Vocento a déjà été la cible de plusieurs attentats de l'ETA, organisation considérée officiellement comme terroriste par l'Espagne, l'Union européenne et les Etats-Unis. En mai 2001, Santiago Oleaga, directeur financier du Diario Vasco, appartenant au même groupe, avait été assassiné à San Sebastian.

"Nous condamnons fermement la violence utilisée par Euskadi Ta Askatasuna (ETA) visant à intimider et museler les médias et leurs collaborateurs. Nous appelons les autorités espagnoles à tout mettre en œuvre pour empêcher le groupe terroriste de nuire et de faire d’autres victimes au sein de la profession"
, a déclaré dimanche dans un communiqué Reporters sans frontières (RSF), organisation mondiale de défense des journalistes et de leur liberté d'expression.

Dans son récent Rapport Annuel 2008, RSF notait que "les journalistes sont toujours les cibles de l'organisation terroriste basque Euskadi ta Askatasuna (ETA). Après l'arrestation, en décembre 2007, de Gorka Lupianez, un membre de l'ETA suspecté d'être le nouveau responsable du commando de Biscaye, impliqué dans le meurtre de deux gardes civils à Capbreton (sud-ouest de la France), la police a découvert à son domicile des photographies de journalistes, parmi d'autres documents."

"L'organisation terroriste figure depuis 2001 dans la liste des prédateurs de la liberté de la presse de Reporters sans frontières. Les menaces qu'elle fait peser sur les journalistes est l'une des raisons expliquant la 33e place de l'Espagne dans le classement mondial de la liberté de la presse. Les journalistes qui travaillent au Pays basque ou traitent de la question basque sont fréquemment contraints de solliciter une protection ou d'utiliser des véhicules blindés pour se prémunir contre les risques d'attentats" précisait le Rapport annuel 2008 de RSF.

Le ministre espagnol de l'Intérieur, le socialiste Alfredo Perez Rubalcaba, voit dans l'attentat contre El Correo l'oeuvre de terroristes "qui pratiquent la violence contre ceux qui ne pensent pas comme eux" et "contre ceux qui se refusent à écrire ce qu'ils disent".

Selon Miren Azkarate, nationaliste dite modérée et porte-parole du gouvernement régional basque, l'attaque visait à "réduire au silence les journalistes qui défendent le pluralisme de l'information au sein de la société basque".

Le président du gouvernement socialiste, José Luis Rodriguez Zapatero, a par ailleurs affirmé maintes fois que toutes les options sont autorisées par la démocratie espagnole, y compris le discours indépendantiste et ses émanations électorales, pour autant qu'elles n'utilisent pas ou n'appuient pas la violence.
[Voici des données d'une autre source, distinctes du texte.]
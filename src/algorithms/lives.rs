//! Climb one step per correct answer until the lives run out.

use std::time::Instant;

use serde::{Deserialize, Serialize};
use tracing::{debug, info};

use crate::algorithms::sdk::{Procedure, RunContext, TrialMetadata, TrialOutcome};
use crate::control::{FinalOutput, StepStatus};
use crate::error::{Error, Result};

#[derive(Clone, Copy, Debug, PartialEq, Eq, Serialize, Deserialize)]
#[serde(default)]
pub struct Config {
    pub lives: u32,
    pub starting_step: i32,
}

impl Default for Config {
    fn default() -> Self {
        Self { lives: 3, starting_step: 0 }
    }
}

impl Config {
    pub fn validate(&self) -> std::result::Result<(), &'static str> {
        if self.lives == 0 {
            return Err("lives must be positive");
        }
        if self.starting_step < 0 {
            return Err("starting_step must be non-negative");
        }
        Ok(())
    }
}

#[derive(Clone, Debug)]
pub struct Lives {
    cfg: Config,
    trial: u32,
    lives_left: u32,
    step: i32,
    best: Option<i32>,
    ceiling: bool,
}

impl Lives {
    pub fn new(cfg: Config) -> Self {
        Self {
            cfg,
            trial: 0,
            lives_left: cfg.lives,
            step: cfg.starting_step,
            best: None,
            ceiling: false,
        }
    }

    pub fn lives_left(&self) -> u32 {
        self.lives_left
    }

    pub fn step(&self) -> i32 {
        self.step
    }

    /// Highest step answered correctly.
    pub fn best(&self) -> Option<i32> {
        self.best
    }

    pub fn reached_ceiling(&self) -> bool {
        self.ceiling
    }
}

impl Procedure for Lives {
    fn name(&self) -> &'static str {
        "lives"
    }

    fn source_count(&self) -> usize {
        1
    }

    fn start(&mut self, ctx: &mut RunContext<'_>) -> Result<()> {
        *self = Self::new(self.cfg);
        if !ctx.controls.step_to(0, self.step).is_success() {
            return Err(Error::InvalidConfig {
                algorithm: self.name(),
                reason: "starting step could not be applied to the bound parameters",
            });
        }
        Ok(())
    }

    fn submit(&mut self, outcome: TrialOutcome, ctx: &mut RunContext<'_>) {
        self.trial += 1;
        if !outcome.is_correct() {
            self.lives_left = self.lives_left.saturating_sub(1);
            debug!(trial = self.trial, lives_left = self.lives_left, "life lost");
            return;
        }

        self.best = Some(self.best.map_or(self.step, |b| b.max(self.step)));
        match ctx.controls.step_to(0, self.step + 1) {
            StepStatus::Success => self.step += 1,
            _ => {
                self.ceiling = true;
                info!(step = self.step, "top of the range cleared");
            }
        }
    }

    fn is_done(&self, _now: Instant) -> bool {
        self.lives_left == 0 || self.ceiling
    }

    fn final_output(&self, _source: usize) -> FinalOutput {
        FinalOutput::Step(self.best.unwrap_or(self.cfg.starting_step) as f64)
    }

    fn metadata(&self) -> TrialMetadata {
        TrialMetadata::new()
            .with("trial", self.trial)
            .with("step", self.step)
            .with("lives", self.lives_left)
    }
}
Il reste néanmoins à démontrer qu'une ambition séparatiste puisse réellement se développer pacifiquement en Espagne. Le défi souverainiste que s'apprête à concrétiser le président basque Juan José Ibarretxe sera à cet égard plus qu'indicatif.
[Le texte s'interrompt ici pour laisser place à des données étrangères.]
//! Psychometric functions for simulated observers (logistic, analytic inversion).

/// Probability correct for a stimulus at `x` with a logistic core:
/// `g + (1 - g - lapse) / (1 + exp(-slope * (x - threshold)))`.
///
/// `slope > 0` means larger `x` is easier.
#[inline]
pub fn logistic(x: f64, threshold: f64, slope: f64, guess_rate: f64, lapse: f64) -> f64 {
    let core = 1.0 / (1.0 + (-slope * (x - threshold)).exp());
    (guess_rate + (1.0 - guess_rate - lapse) * core).clamp(0.0, 1.0)
}

/// Invert [`logistic`] to the stimulus giving probability `p`.
#[inline]
pub fn logistic_inverse(p: f64, threshold: f64, slope: f64, guess_rate: f64, lapse: f64) -> f64 {
    let span = 1.0 - guess_rate - lapse;
    let core = ((p - guess_rate) / span).clamp(1e-9, 1.0 - 1e-9);
    threshold - (1.0 / core - 1.0).ln() / slope
}

/// Convergence point of an N-down/1-up staircase: p such that p^n = 0.5.
#[inline]
pub fn staircase_target(correct_to_step_down: u32) -> f64 {
    0.5f64.powf(1.0 / correct_to_step_down.max(1) as f64)
}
Bilan humain et économique des attentats de l'ETA

Depuis 1968, les attentats de l'ETA ont fait plus de 800 morts (823 selon le site Internet du ministère espagnol de l'Intérieur et 855 selon le site de la Garde civile). Les blessés se chiffrent à plusieurs milliers, "plus de huit mille" affirme l'Association des victimes du terrorisme (AVT) dans un communiqué publié le 7 juin à l'occasion du 40e anniversaire du premier assassinat de l'ETA.
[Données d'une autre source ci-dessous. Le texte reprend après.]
//! Step templates: map a step index onto a concrete parameter value.
//!
//! A template is pure. It extrapolates past its bounds on purpose; whether a
//! step is allowed is decided by the parameter that owns the template.

use serde::{Deserialize, Serialize};

/// Whether a template produces continuous or integer (ordinal) values.
#[derive(Clone, Copy, Debug, PartialEq, Eq, Serialize, Deserialize)]
pub enum ValueKind {
    Continuous,
    Discrete,
}

#[derive(Clone, Copy, Debug, PartialEq, Serialize, Deserialize)]
#[serde(tag = "family", rename_all = "snake_case")]
pub enum StepTemplate {
    /// `base * factor^(step / steps_per_factor)`.
    Exponential {
        base: f64,
        minimum: f64,
        maximum: f64,
        factor: f64,
        steps_per_factor: f64,
    },
    /// `base + step * step_size`.
    Linear {
        base: f64,
        minimum: f64,
        maximum: f64,
        step_size: f64,
    },
    /// Integer-valued `base + step * step_size`.
    Discrete {
        base: i64,
        minimum: i64,
        maximum: i64,
        step_size: i64,
    },
}

impl StepTemplate {
    /// Checks the configured bounds and growth.
    ///
    /// # Errors
    ///
    /// Returns a reason string when a field is non-finite, the growth is
    /// degenerate, or `minimum <= base <= maximum` does not hold.
    pub fn validate(&self) -> Result<(), &'static str> {
        match *self {
            StepTemplate::Exponential { base, minimum, maximum, factor, steps_per_factor } => {
                if ![base, minimum, maximum, factor, steps_per_factor]
                    .iter()
                    .all(|v| v.is_finite())
                {
                    return Err("all fields must be finite");
                }
                if base <= 0.0 {
                    return Err("exponential base must be positive");
                }
                if factor <= 0.0 || factor == 1.0 {
                    return Err("growth factor must be positive and not 1");
                }
                if steps_per_factor <= 0.0 {
                    return Err("steps_per_factor must be positive");
                }
                check_order(minimum, base, maximum)
            }
            StepTemplate::Linear { base, minimum, maximum, step_size } => {
                if ![base, minimum, maximum, step_size].iter().all(|v| v.is_finite()) {
                    return Err("all fields must be finite");
                }
                if step_size == 0.0 {
                    return Err("step_size must be nonzero");
                }
                check_order(minimum, base, maximum)
            }
            StepTemplate::Discrete { base, minimum, maximum, step_size } => {
                if step_size == 0 {
                    return Err("step_size must be nonzero");
                }
                check_order(minimum as f64, base as f64, maximum as f64)
            }
        }
    }

    pub fn kind(&self) -> ValueKind {
        match self {
            StepTemplate::Discrete { .. } => ValueKind::Discrete,
            _ => ValueKind::Continuous,
        }
    }

    /// Value at an integer step. Not clamped.
    #[inline]
    pub fn value(&self, step: i32) -> f64 {
        self.value_at(step as f64)
    }

    /// Value at a fractional step, used when finalizing at a converged estimate.
    pub fn value_at(&self, step: f64) -> f64 {
        match *self {
            StepTemplate::Exponential { base, factor, steps_per_factor, .. } => {
                base * factor.powf(step / steps_per_factor)
            }
            StepTemplate::Linear { base, step_size, .. } => base + step * step_size,
            StepTemplate::Discrete { base, step_size, .. } => {
                base as f64 + step * step_size as f64
            }
        }
    }

    /// Fractional step at which the template would produce `value`.
    ///
    /// Reporting only: no round-trip guarantee beyond float tolerance.
    /// Non-positive values map to `-inf` for the exponential family.
    pub fn partial_step(&self, value: f64) -> f64 {
        match *self {
            StepTemplate::Exponential { base, factor, steps_per_factor, .. } => {
                if value <= 0.0 {
                    return f64::NEG_INFINITY;
                }
                steps_per_factor * (value / base).ln() / factor.ln()
            }
            StepTemplate::Linear { base, step_size, .. } => (value - base) / step_size,
            StepTemplate::Discrete { base, step_size, .. } => {
                (value - base as f64) / step_size as f64
            }
        }
    }

    pub fn bounds(&self) -> (f64, f64) {
        match *self {
            StepTemplate::Exponential { minimum, maximum, .. }
            | StepTemplate::Linear { minimum, maximum, .. } => (minimum, maximum),
            StepTemplate::Discrete { minimum, maximum, .. } => (minimum as f64, maximum as f64),
        }
    }

    #[inline]
    pub fn contains(&self, value: f64) -> bool {
        let (lo, hi) = self.bounds();
        value >= lo && value <= hi
    }

    /// True when larger steps produce larger values.
    pub fn is_increasing(&self) -> bool {
        match *self {
            StepTemplate::Exponential { factor, .. } => factor > 1.0,
            StepTemplate::Linear { step_size, .. } => step_size > 0.0,
            StepTemplate::Discrete { step_size, .. } => step_size > 0,
        }
    }

    /// Highest step index whose value is still within bounds.
    pub fn last_step(&self) -> i32 {
        let (lo, hi) = self.bounds();
        let edge = if self.is_increasing() { hi } else { lo };
        let s = self.partial_step(edge);
        if s.is_finite() {
            // Guard against float noise right at the edge.
            (s + 1e-9).floor().max(0.0) as i32
        } else {
            0
        }
    }
}

fn check_order(minimum: f64, base: f64, maximum: f64) -> Result<(), &'static str> {
    if minimum > maximum {
        return Err("minimum must not exceed maximum");
    }
    if base < minimum || base > maximum {
        return Err("base must lie within [minimum, maximum]");
    }
    Ok(())
}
Dressant un bilan ne couvrant que la période 1994-2003, un rapport élaboré par une dizaine d'institutions à la demande de la justice espagnole - rapport résumé dans l'édition du 28 décembre 2004 du quotidien El Pais- estimait le coût économique des attentats des indépendantistes basques à huit milliards d'euros. Le montant s'élevait à près de 12 milliards en ajoutant pour la même période 3,5 milliards d'euros de coûts différés de l'abandon en 1981 du chantier de la centrale nucléaire basque de Lemoniz, plastiquée à plusieurs reprises par l'ETA. Encore visible aujourd'hui, ce cimetière industriel est unique au monde.